Swabs for the mass testing program will come from the federal government.
“This effort will give us a clearer picture of the extent of outbreaks in nursing homes and a head start in stopping them, ” Levine said.
Starting Saturday, long-term care facilities will be required to report coronavirus data to the state. The long-sought information will be released publicly during news conferences and online, Levine said.
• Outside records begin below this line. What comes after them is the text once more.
//! Translation trait

use async_trait::async_trait;

use crate::{Language, Result};

/// Single-string translation interface
///
/// Implementations:
/// - `HttpTranslator` - HTTP translation service
/// - `NoopTranslator` - Pass-through (tests, English-only deployments)
///
/// Stateless per call. Same-language calls return the input unchanged.
#[async_trait]
pub trait Translator: Send + Sync + 'static {
    /// Translate text between languages
    async fn translate(&self, text: &str, from: Language, to: Language) -> Result<String>;
}
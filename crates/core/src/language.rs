//! Language definitions
//!
//! The service operates in English with Spanish and Polish as the two
//! supported translation targets. English is the canonical storage form:
//! query history and the fallback cache always hold English text.

use serde::{Deserialize, Serialize};

/// Supported languages
#[derive(Debug, Clone, Copy, PartialEq, Eq, Hash, Serialize, Deserialize, Default)]
#[serde(rename_all = "lowercase")]
pub enum Language {
    #[default]
    English,
    Spanish,
    Polish,
}

impl Language {
    /// Get ISO 639-1 code
    pub fn code(&self) -> &'static str {
        match self {
            Self::English => "en",
            Self::Spanish => "es",
            Self::Polish => "pl",
        }
    }

    /// Get human-readable name (lowercase, as used in API payloads)
    pub fn name(&self) -> &'static str {
        match self {
            Self::English => "english",
            Self::Spanish => "spanish",
            Self::Polish => "polish",
        }
    }

    /// Parse from string (case-insensitive, accepts codes, English names
    /// and native names)
    pub fn from_str_loose(s: &str) -> Option<Self> {
        let s = s.trim().to_lowercase();
        match s.as_str() {
            "en" | "eng" | "english" | "inglés" | "ingles" => Some(Self::English),
            "es" | "spa" | "spanish" | "español" | "espanol" => Some(Self::Spanish),
            "pl" | "pol" | "polish" | "polski" => Some(Self::Polish),
            _ => None,
        }
    }

}

impl std::fmt::Display for Language {
    fn fmt(&self, f: &mut std::fmt::Formatter<'_>) -> std::fmt::Result {
        write!(f, "{}", self.name())
    }
}
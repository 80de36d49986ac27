//! LLM integration
//!
//! Features:
//! - OpenAI-compatible chat-completions backend (works against Perplexity
//!   and similar hosted APIs as well as local gateways)
//! - Retry with exponential backoff for transient failures
//! - Prompt builders for intent extraction and the web-search fallback

pub mod backend;
pub mod prompt;

pub use backend::ChatBackend;
pub use prompt::{
    extraction_prompt, fallback_prompt, fallback_system_prompt, EXTRACTION_SYSTEM_PROMPT,
};

use thiserror::Error;

/// LLM errors
#[derive(Error, Debug)]
pub enum LlmError {
    #[error("API error: {0}")]
    Api(String),

    #[error("Network error: {0}")]
    Network(String),

    #[error("Invalid response: {0}")]
    InvalidResponse(String),

    #[error("Timeout")]
    Timeout,

    #[error("Configuration error: {0}")]
    Configuration(String),
}

impl From<reqwest::Error> for LlmError {
    fn from(err: reqwest::Error) -> Self {
        if err.is_timeout() {
            LlmError::Timeout
        } else {
            LlmError::Network(err.to_string())
        }
    }
}

impl From<LlmError> for referral_agent_core::Error {
    fn from(err: LlmError) -> Self {
        referral_agent_core::Error::Model(err.to_string())
    }
}
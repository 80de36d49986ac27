//! Application state
//!
//! Shared state across all handlers. Collaborator clients are constructed
//! once at startup and injected; handlers only see the orchestrator.

use std::sync::Arc;

use referral_agent_agent::QueryOrchestrator;
use referral_agent_config::Settings;

/// Application state
#[derive(Clone)]
pub struct AppState {
    pub settings: Arc<Settings>,
    pub orchestrator: Arc<QueryOrchestrator>,
}

impl AppState {
    pub fn new(settings: Settings, orchestrator: QueryOrchestrator) -> Self {
        Self {
            settings: Arc::new(settings),
            orchestrator: Arc::new(orchestrator),
        }
    }
}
To date, most of the patients who have been hospitalized or died in Pennsylvania have been 65 or older. In nursing and personal care homes, there are 12,130 residents with COVID-19 and 1,724 employees with it, spread out over 540 facilities in 44 counties.
Last month, Valerie Arkoosh, chair of the Montgomery County Board of Commissioners, recommended long-term care facilities test all residents and staff members. Yesterday, the White House recommended the same thing, calling for everyone at such facilities to be tested in the next two weeks.
When asked about counties pushing to ease social distancing measures with or without the governor’s approval, Wolf said everyone should focus on the common enemy, the new coronavirus.
“We’re in a better place than we would have been had we done nothing,” Wolf said. “The effort to open as quickly as possible is absolutely understandable, we’re all frustrated by where we are … We need to take the same measured reasoned approach to reopen as we did to closing and hope that we can have the same good results.”
Wolf pointed to South Korea as an example. Health experts credited the country’s fast response in controlling the outbreak, but there had been a spike in new infections over the weekend.
Montco ‘very, very close’ to re-opening
Since yesterday, Montgomery County had 164 new cases of COVID-19, bringing the total to 5,274. Of the new cases, 128 were from long-term care facilities. There were also 12 more deaths from COVID-19, bringing the total to 429.
However, there is good news. The number of people in hospitals with COVID-19 in the county is down to the low 300s, according to Dr. Valerie Arkoosh, chair of the Montgomery County Board of Commissioners.
Arkoosh thanked Pennsylvania Health Secretary Rachel Levine for recommending universal testing for everyone at long-term care facilities, something that Arkoosh has talked about since early April. Arkoosh said she hopes this announcement means the long-term care facilities in the county that need more resources to help with testing can now get it.
The county has also started interviewing applicants for a contact-tracing team, which will work with community organizations and the state department of health.
Arkoosh reminded residents that testing sites at Delaware Valley Community Health ‐ Norristown Regional Health Center and Montgomery County Community College are both open, as well as a Rite Aid at 1856 N. Broad St. in Lansdale, which offers free testing for anyone above age 18.
She also pointed out that the average number of cases in the county continues to go down, which shows that social distancing is working.
“Kudos to all of you,” she said. “Together we are beating this thing, that is clearly evident now. Every day we get closer to a place where we can think about relaxing restrictions, but if we don’t stay together we will fail.”
She said businesses should make plans for how to modify their practices for reopening, but warned the county is not there yet. She added that the virus will not be gone, and it will inevitably come back, and it would be worse if the county reopens too soon and has to go backwards.
“We’re getting very, very close but people have to stay the course, this is not the week to let up.”
Commissioner Ken Lawrence announced that round two of grants for small businesses in the county will be open for applications tomorrow for businesses that did not get grants the first time around, with $5 million from the Delaware Valley Regional Economic Development Fund and the federal CARES act.
WHYY’s Aaron Moselle and Emily Scott contributed reporting.